Real war und ist ein einzigartiger Gemischtwarenladen auf der grünen Wiese nach Walmart Vorbild. Ob bewusst oder nicht bewusst, das steht jetzt nicht zur Debatte. Neben Food hatte Real immer einen hohen Anteil an Nonfood-Artikeln. Haushalt, Bekleidung, Unterhaltungselektronik oder auch Spielwaren. Allesamt Produktgruppen, die durch das Online-Geschäft massiv unter Druck stehen. Und Produktgruppen, die keiner der genannten Rewe, Kaufland oder Edeka in dieser Größenordnung jemals geführt haben. Ergo, all das wird zukünftig wegfallen. Selbst dann wenn es gelingt die Standorte unter anderer Flagge zu erhalten.

 

Wieder einmal wird die Spielwarenbranche der Verlierer sein, weil all die Real Outlets zukünftig nicht mehr existieren werden.

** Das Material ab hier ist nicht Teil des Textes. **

//! Decision core for flaky-test lifecycle management.
//!
//! Run statistics flow one way through this crate:
//! [`assess`] scores a [`TestRunStatistics`] snapshot and detects patterns,
//! [`RetryStrategy::recommend`] and [`should_auto_quarantine`] turn the
//! resulting [`Assessment`] into decisions, and [`QuarantineLifecycle`]
//! applies quarantine transitions through a [`QuarantineStore`].
//! [`SuggestionCache`] fronts the remote analysis boundary.
//!
//! Nothing here performs network or disk I/O; the store, notifier and
//! analysis seams are traits implemented by sibling crates.

use std::fmt::{Display, Formatter};

use serde::{Deserialize, Serialize};
use time::{OffsetDateTime, UtcOffset};

mod lifecycle;
mod patterns;
mod quarantine;
mod retry;
mod scoring;
mod stats;
mod suggestions;

pub use lifecycle::{
    EvaluationOutcome, QuarantineLifecycle, QuarantineNotice, QuarantineNotifier,
    QuarantineStore, SweepFailure, SweepReport, TransitionOutcome,
};
pub use patterns::{
    detect_patterns, has_environment_pattern, has_time_pattern, is_retry_flaky, PatternFlags,
    PatternThresholds, MIN_BUCKET_SAMPLES, PATTERN_MARGIN, RETRY_SENSITIVITY,
};
pub use quarantine::{
    should_auto_quarantine, AutoQuarantineConfig, QuarantineReason, QuarantineState,
    QuarantineStatus, Transition, AUTO_QUARANTINE_MAX_THRESHOLD, AUTO_QUARANTINE_MIN_RUNS,
    AUTO_QUARANTINE_MIN_THRESHOLD,
};
pub use retry::{RetryStrategy, RetryStrategyRule};
pub use scoring::{
    assess, flakiness_score, Assessment, FlakinessAssessment, Severity,
    SEVERITY_HIGH_THRESHOLD, SEVERITY_MEDIUM_THRESHOLD,
};
pub use stats::{EnvironmentBuckets, FailureBucket, RunOutcome, TestRunStatistics, TimeBuckets};
pub use suggestions::{
    AnalysisProvider, AnalysisRequest, AnalysisResult, SuggestionCache, SuggestionCacheEntry,
    ANALYSIS_HISTORY_LIMIT, SUGGESTION_TTL,
};

#[derive(Debug, Clone, thiserror::Error, Eq, PartialEq)]
pub enum FlakeError {
    #[error("validation error: {0}")]
    Validation(String),
    #[error("configuration error: {0}")]
    Configuration(String),
    #[error("persistence error: {0}")]
    Persistence(String),
    #[error("write conflict for {test_id}: expected state_version {expected}")]
    Conflict { test_id: String, expected: u64 },
    #[error("notification error: {0}")]
    Notification(String),
    #[error("analysis error: {0}")]
    Analysis(String),
}

/// Stable identifier of a test case as reported by the statistics boundary.
#[derive(Debug, Clone, Serialize, Deserialize, Eq, PartialEq, Ord, PartialOrd, Hash)]
#[serde(transparent)]
pub struct TestId(String);

impl TestId {
    /// Builds a test id from a non-blank string.
    ///
    /// # Errors
    /// Returns [`FlakeError::Validation`] when `value` is empty or whitespace.
    pub fn new(value: impl Into<String>) -> Result<Self, FlakeError> {
        let value = value.into();
        if value.trim().is_empty() {
            return Err(FlakeError::Validation(
                "test_id MUST be a non-empty string".to_string(),
            ));
        }
        Ok(Self(value))
    }

    #[must_use]
    pub fn as_str(&self) -> &str {
        &self.0
    }
}

impl Display for TestId {
    fn fmt(&self, f: &mut Formatter<'_>) -> std::fmt::Result {
        f.write_str(&self.0)
    }
}

/// Parses an RFC3339 timestamp and requires UTC (`Z`) offset.
///
/// # Errors
/// Returns [`FlakeError::Validation`] when parsing fails or an input
/// timestamp is not UTC.
pub fn parse_rfc3339_utc(value: &str) -> Result<OffsetDateTime, FlakeError> {
    let parsed = OffsetDateTime::parse(value, &time::format_description::well_known::Rfc3339)
        .map_err(|err| FlakeError::Validation(format!("invalid RFC3339 timestamp: {err}")))?;

    if parsed.offset() != UtcOffset::UTC {
        return Err(FlakeError::Validation(
            "timestamp MUST use UTC offset Z".to_string(),
        ));
    }

    Ok(parsed)
}

/// Formats a timestamp as RFC3339 after normalizing to UTC.
///
/// # Errors
/// Returns [`FlakeError::Validation`] when formatting fails.
pub fn format_rfc3339(value: OffsetDateTime) -> Result<String, FlakeError> {
    value
        .to_offset(UtcOffset::UTC)
        .format(&time::format_description::well_known::Rfc3339)
        .map_err(|err| FlakeError::Validation(format!("failed to format RFC3339 timestamp: {err}")))
}

#[must_use]
pub fn now_utc() -> OffsetDateTime {
    OffsetDateTime::now_utc().to_offset(UtcOffset::UTC)
}

pub(crate) fn ratio(numerator: u64, denominator: u64) -> Option<f64> {
    if denominator == 0 {
        return None;
    }

    #[allow(clippy::cast_precision_loss)]
    let value = numerator as f64 / denominator as f64;
    Some(value)
}

#[cfg(test)]
pub(crate) mod test_support {
    use super::*;

    pub fn must_ok<T, E: std::fmt::Display>(result: Result<T, E>) -> T {
        match result {
            Ok(value) => value,
            Err(err) => panic!("expected Ok(..), got error: {err}"),
        }
    }

    pub fn must_some<T>(value: Option<T>) -> T {
        match value {
            Some(inner) => inner,
            None => panic!("expected Some(..), got None"),
        }
    }

    pub fn must_utc(value: &str) -> OffsetDateTime {
        must_ok(parse_rfc3339_utc(value))
    }

    pub fn fixture_test_id() -> TestId {
        must_ok(TestId::new("checkout/pays-with-saved-card"))
    }

    pub fn fixture_stats(total_runs: u64, fail_count: u64) -> TestRunStatistics {
        TestRunStatistics {
            test_id: fixture_test_id(),
            total_runs,
            pass_count: total_runs - fail_count,
            fail_count,
            retry_count: 0,
            passed_on_retry_count: 0,
            recent_outcomes: Vec::new(),
            time_buckets: None,
            environment_buckets: None,
        }
    }
}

Und geben wir uns mal nicht der Hoffnung hin, dass andere Kanäle das auffangen werden. Alle Erfahrungen der Vergangenheit haben gezeigt, dass das so eben nicht kommt. Umsätze versickern, verschwinden einfach von einem Tag auf den anderen im Nirvana.

 

Das kann und wird einigen angezählten Akteuren in unserer Branche nicht gefallen. Bei einigen wird jetzt demnächst der Tipping-Point erreicht sein, wo es kein zurück mehr gibt. Hoffen wir mal, dass es möglichst vielen gelingt dem Strudel von Real zu entkommen und sich in Sicherheit zu bringen. Und wie in jedem Ende auch ein Anfang liegt, hoffen wir mal, dass zumindest die bewegungsfähigen Teile der Industrie bald intensiv darüber nachdenken, was es in Zeiten sterbenden Handels noch für spannende Konzepte gibt Produkte an den Endkonsumenten zu bringen. ...aber das ist heute nicht unser Thema.